What the exercise asks:
As you look over the data below, please find each line where the word "UnknownFeature" appears, then copy it.
Record excerpts Start Marker
use std::time::{Duration, Instant};

use sentinel_store::{ConfigStore, Feature, FeatureFlags};

/// Idle time after which a control panel stops accepting input.
pub const PANEL_IDLE_TIMEOUT: Duration = Duration::from_secs(5 * 60);

#[derive(Clone, Copy, Debug, PartialEq, Eq)]
pub enum PanelState {
    Open,
    /// Same as `Open`, last re-synced from disk.
    Refreshed,
    Closed,
    Expired,
}

impl PanelState {
    pub fn is_live(self) -> bool {
        matches!(self, PanelState::Open | PanelState::Refreshed)
    }
}

/// A button press decoded from its custom id.
#[derive(Clone, Debug, PartialEq, Eq)]
pub enum PanelAction {
    Toggle(String),
    Details,
    Refresh,
    Close,
}

#[derive(Clone, Copy, Debug, PartialEq, Eq)]
pub enum PanelDenial {
    NotOwner,
    Closed,
    Expired,
}

#[derive(Clone, Debug, PartialEq)]
pub enum PanelOutcome {
    Toggled {
        feature: Feature,
        enabled: bool,
        flags: FeatureFlags,
    },
    UnknownFeature(String),
    Details(FeatureFlags),
    Refreshed(FeatureFlags),
    Closed,
    Denied(PanelDenial),
}

/// Control panel state for one owner in one guild.
///
/// The session never owns the flags; it reaches them through the
/// [`ConfigStore`] by guild id. Only interactions from the owner are accepted
/// and only accepted interactions push the idle deadline back.
#[derive(Clone, Debug)]
pub struct PanelSession {
    guild_id: u64,
    owner_id: u64,
    last_accepted: Instant,
    idle_timeout: Duration,
    state: PanelState,
}

impl PanelSession {
    pub fn open(guild_id: u64, owner_id: u64, now: Instant) -> Self {
        Self {
            guild_id,
            owner_id,
            last_accepted: now,
            idle_timeout: PANEL_IDLE_TIMEOUT,
            state: PanelState::Open,
        }
    }

    pub fn owner_id(&self) -> u64 {
        self.owner_id
    }

    pub fn idle_timeout(&self) -> Duration {
        self.idle_timeout
    }

    pub fn state(&self) -> PanelState {
        self.state
    }

    pub fn deadline(&self) -> Instant {
        self.last_accepted + self.idle_timeout
    }

    /// Time left before the session expires, zero once it is no longer live.
    pub fn remaining(&self, now: Instant) -> Duration {
        if !self.state.is_live() {
            return Duration::ZERO;
        }
        self.deadline().saturating_duration_since(now)
    }

    /// Move a live session to `Expired` once its deadline has passed.
    /// Returns whether the session is expired afterwards.
    pub fn expire_if_idle(&mut self, now: Instant) -> bool {
        if self.state.is_live() && now >= self.deadline() {
            self.state = PanelState::Expired;
        }
        self.state == PanelState::Expired
    }

    /// Expire unconditionally, e.g. when the interaction wait timed out.
    pub fn expire(&mut self) {
        if self.state.is_live() {
            self.state = PanelState::Expired;
        }
    }

    /// Close without an owner request, e.g. when a newer panel replaces this one.
    pub fn close(&mut self) {
        if self.state.is_live() {
            self.state = PanelState::Closed;
        }
    }

    fn admit(&mut self, actor_id: u64, now: Instant) -> Result<(), PanelDenial> {
        if self.expire_if_idle(now) {
            return Err(PanelDenial::Expired);
        }
        if self.state == PanelState::Closed {
            return Err(PanelDenial::Closed);
        }
        if actor_id != self.owner_id {
            return Err(PanelDenial::NotOwner);
        }

        self.last_accepted = now;
        Ok(())
    }

    /// Apply one interaction.
    pub async fn handle(
        &mut self,
        store: &ConfigStore,
        actor_id: u64,
        action: PanelAction,
        now: Instant,
    ) -> PanelOutcome {
        if let Err(denial) = self.admit(actor_id, now) {
            return PanelOutcome::Denied(denial);
        }

        match action {
            PanelAction::Toggle(name) => {
                let Some(enabled) = store.toggle(self.guild_id, &name).await else {
                    return PanelOutcome::UnknownFeature(name);
                };
                self.state = PanelState::Open;
                let flags = store.load(self.guild_id).await;
                match Feature::from_key(&name) {
                    Some(feature) => PanelOutcome::Toggled {
                        feature,
                        enabled,
                        flags,
                    },
                    None => PanelOutcome::UnknownFeature(name),
                }
            }
            PanelAction::Details => PanelOutcome::Details(store.load(self.guild_id).await),
            PanelAction::Refresh => {
                let flags = store.reload(self.guild_id).await;
                self.state = PanelState::Refreshed;
                PanelOutcome::Refreshed(flags)
            }
            PanelAction::Close => {
                self.state = PanelState::Closed;
                PanelOutcome::Closed
            }
        }
    }
}

#[cfg(test)]
mod tests {
    use std::time::{Duration, Instant};

    use sentinel_store::{ConfigStore, Feature};

    use super::{PANEL_IDLE_TIMEOUT, PanelAction, PanelDenial, PanelOutcome, PanelSession, PanelState};

    const GUILD: u64 = 77;
    const OWNER: u64 = 1000;
    const INTRUDER: u64 = 2000;

    fn toggle(feature: Feature) -> PanelAction {
        PanelAction::Toggle(feature.key().to_owned())
    }

    #[tokio::test]
    async fn owner_toggle_flips_and_persists() {
        let dir = tempfile::tempdir().unwrap();
        let store = ConfigStore::new(dir.path());
        let start = Instant::now();
        let mut session = PanelSession::open(GUILD, OWNER, start);

        let outcome = session
            .handle(&store, OWNER, toggle(Feature::AntiSpam), start)
            .await;

        match outcome {
            PanelOutcome::Toggled { feature, enabled, flags } => {
                assert_eq!(feature, Feature::AntiSpam);
                assert!(enabled);
                assert!(flags.is_enabled(Feature::AntiSpam));
            }
            other => panic!("unexpected outcome: {other:?}"),
        }

        let reopened = ConfigStore::new(dir.path());
        assert!(reopened.is_enabled(GUILD, Feature::AntiSpam).await);
    }

    #[tokio::test]
    async fn non_owner_is_denied_for_every_action_without_side_effects() {
        let dir = tempfile::tempdir().unwrap();
        let store = ConfigStore::new(dir.path());
        let start = Instant::now();
        let mut session = PanelSession::open(GUILD, OWNER, start);
        store.load(GUILD).await;
        let before = std::fs::read(store.path_for(GUILD)).unwrap();

        for action in [
            toggle(Feature::BanFunction),
            PanelAction::Details,
            PanelAction::Refresh,
            PanelAction::Close,
        ] {
            let outcome = session.handle(&store, INTRUDER, action, start).await;
            assert_eq!(outcome, PanelOutcome::Denied(PanelDenial::NotOwner));
        }

        assert_eq!(session.state(), PanelState::Open);
        assert_eq!(std::fs::read(store.path_for(GUILD)).unwrap(), before);
    }

    #[tokio::test]
    async fn idle_session_expires_and_rejects_the_owner() {
        let dir = tempfile::tempdir().unwrap();
        let store = ConfigStore::new(dir.path());
        let start = Instant::now();
        let mut session = PanelSession::open(GUILD, OWNER, start);
        let later = start + PANEL_IDLE_TIMEOUT;

        assert_eq!(session.remaining(later), Duration::ZERO);

        let outcome = session
            .handle(&store, OWNER, toggle(Feature::Logs), later)
            .await;
        assert_eq!(outcome, PanelOutcome::Denied(PanelDenial::Expired));
        assert_eq!(session.state(), PanelState::Expired);
        assert!(store.is_enabled(GUILD, Feature::Logs).await);
    }

    #[tokio::test]
    async fn accepted_interactions_push_the_deadline_back() {
        let dir = tempfile::tempdir().unwrap();
        let store = ConfigStore::new(dir.path());
        let start = Instant::now();
        let mut session = PanelSession::open(GUILD, OWNER, start);

        let four_minutes = start + Duration::from_secs(4 * 60);
        session.handle(&store, OWNER, PanelAction::Details, four_minutes).await;

        let eight_minutes = start + Duration::from_secs(8 * 60);
        assert!(!session.expire_if_idle(eight_minutes));
        assert_eq!(session.remaining(eight_minutes), Duration::from_secs(60));
    }

    #[tokio::test]
    async fn rejected_interactions_do_not_extend_the_session() {
        let dir = tempfile::tempdir().unwrap();
        let store = ConfigStore::new(dir.path());
        let start = Instant::now();
        let mut session = PanelSession::open(GUILD, OWNER, start);

        let four_minutes = start + Duration::from_secs(4 * 60);
        session.handle(&store, INTRUDER, PanelAction::Details, four_minutes).await;

        assert!(session.expire_if_idle(start + PANEL_IDLE_TIMEOUT));
    }

    #[tokio::test]
    async fn closed_session_rejects_further_input() {
        let dir = tempfile::tempdir().unwrap();
        let store = ConfigStore::new(dir.path());
        let start = Instant::now();
        let mut session = PanelSession::open(GUILD, OWNER, start);

        assert_eq!(
            session.handle(&store, OWNER, PanelAction::Close, start).await,
            PanelOutcome::Closed
        );
        assert_eq!(
            session
                .handle(&store, OWNER, toggle(Feature::AutoRole), start)
                .await,
            PanelOutcome::Denied(PanelDenial::Closed)
        );
        assert!(!store.is_enabled(GUILD, Feature::AutoRole).await);
        assert_eq!(session.remaining(start), Duration::ZERO);
    }

    #[tokio::test]
    async fn refresh_picks_up_external_edits() {
        let dir = tempfile::tempdir().unwrap();
        let store = ConfigStore::new(dir.path());
        let start = Instant::now();
        let mut session = PanelSession::open(GUILD, OWNER, start);
        store.load(GUILD).await;

        std::fs::write(store.path_for(GUILD), r#"{"welcome_messages": false}"#).unwrap();

        match session.handle(&store, OWNER, PanelAction::Refresh, start).await {
            PanelOutcome::Refreshed(flags) => {
                assert!(!flags.is_enabled(Feature::WelcomeMessages))
            }
            other => panic!("unexpected outcome: {other:?}"),
        }
        assert_eq!(session.state(), PanelState::Refreshed);

        session
            .handle(&store, OWNER, toggle(Feature::WelcomeMessages), start)
            .await;
        assert_eq!(session.state(), PanelState::Open);
    }

    #[tokio::test]
    async fn unknown_feature_is_reported_without_mutation() {
        let dir = tempfile::tempdir().unwrap();
        let store = ConfigStore::new(dir.path());
        let start = Instant::now();
        let mut session = PanelSession::open(GUILD, OWNER, start);
        let before = store.load(GUILD).await;

        let outcome = session
            .handle(&store, OWNER, PanelAction::Toggle("turbo".to_owned()), start)
            .await;

        assert_eq!(outcome, PanelOutcome::UnknownFeature("turbo".to_owned()));
        assert_eq!(store.load(GUILD).await, before);
    }

    #[test]
    fn superseded_session_is_closed() {
        let start = Instant::now();
        let mut session = PanelSession::open(GUILD, OWNER, start);
        session.close();
        assert_eq!(session.state(), PanelState::Closed);

        session.expire();
        assert_eq!(session.state(), PanelState::Closed);
    }
}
Record excerpts End Marker
Response to the task:
    UnknownFeature(String),
                    return PanelOutcome::UnknownFeature(name);
                    None => PanelOutcome::UnknownFeature(name),
        assert_eq!(outcome, PanelOutcome::UnknownFeature("turbo".to_owned()));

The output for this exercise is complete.